Stored items:
☆ ☆ ☆ ☆ ☆ ☆ ☆

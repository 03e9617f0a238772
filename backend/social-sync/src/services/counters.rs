use crate::context::SyncContext;
use crate::domain::EntityId;
use crate::ports::{Filter, StoreResult};
use crate::schema::fixed::USER_ID;
use crate::store::LikeState;
use std::collections::HashMap;
use std::sync::Arc;

/// Batch aggregate reads for the feed window
///
/// Counts are recomputed from the like and comment rows on every full load;
/// between loads the stores adjust them incrementally.
#[derive(Clone)]
pub struct CounterService {
    ctx: Arc<SyncContext>,
}

impl CounterService {
    pub fn new(ctx: Arc<SyncContext>) -> Self {
        Self { ctx }
    }

    // ========== Like Aggregates ==========

    /// Like count and viewer membership for each target in `ids`
    ///
    /// `table` is a like table whose rows pair `target_column` with
    /// `user_id`. Targets without likes get a zero state.
    pub async fn batch_like_states(
        &self,
        table: &str,
        target_column: &str,
        ids: &[EntityId],
    ) -> StoreResult<HashMap<EntityId, LikeState>> {
        if ids.is_empty() {
            return Ok(HashMap::new());
        }
        let filter = Filter::new().is_in(target_column, ids.iter().map(EntityId::to_value));
        let rows = self.ctx.store.select(table, &filter, None, None).await?;

        let viewer = self.ctx.user_id();
        let mut counts: HashMap<EntityId, (u64, bool)> =
            ids.iter().map(|id| (id.clone(), (0, false))).collect();
        for row in &rows {
            let Some(target) = row.get(target_column).and_then(EntityId::from_value) else {
                continue;
            };
            let entry = counts.entry(target).or_insert((0, false));
            entry.0 += 1;
            if row.get(USER_ID).and_then(EntityId::from_value).as_ref() == Some(viewer) {
                entry.1 = true;
            }
        }

        Ok(counts
            .into_iter()
            .map(|(id, (count, liked))| (id, LikeState::new(count, liked)))
            .collect())
    }

    // ========== Comment Aggregates ==========

    /// Comment count per post, read from the comments table
    pub async fn batch_comment_counts(
        &self,
        post_ids: &[EntityId],
    ) -> StoreResult<HashMap<EntityId, u64>> {
        if post_ids.is_empty() {
            return Ok(HashMap::new());
        }
        let columns = self.ctx.schema.comments().unwrap_or_default();
        let post_key = columns.post_key().to_string();
        let filter = Filter::new().is_in(post_key.as_str(), post_ids.iter().map(EntityId::to_value));
        let rows = self
            .ctx
            .store
            .select(&self.ctx.tables().comments, &filter, None, None)
            .await?;

        // The first full comment load may not have happened yet.
        let columns = match columns.post {
            Some(_) => columns,
            None => self.ctx.schema.detect_comments(rows.first()),
        };

        let mut counts: HashMap<EntityId, u64> =
            post_ids.iter().map(|id| (id.clone(), 0)).collect();
        for row in &rows {
            if let Some(post_id) = columns.map(row).post_id {
                *counts.entry(post_id).or_insert(0) += 1;
            }
        }
        Ok(counts)
    }
}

☆ ☆ ☆ ☆ ☆ ☆ ☆

ABOUT THIS EXERCISE: Among the records above, find each line holding the string "full" and pull it out.

TASK RESULT:
/// Counts are recomputed from the like and comment rows on every full load;
        // The first full comment load may not have happened yet.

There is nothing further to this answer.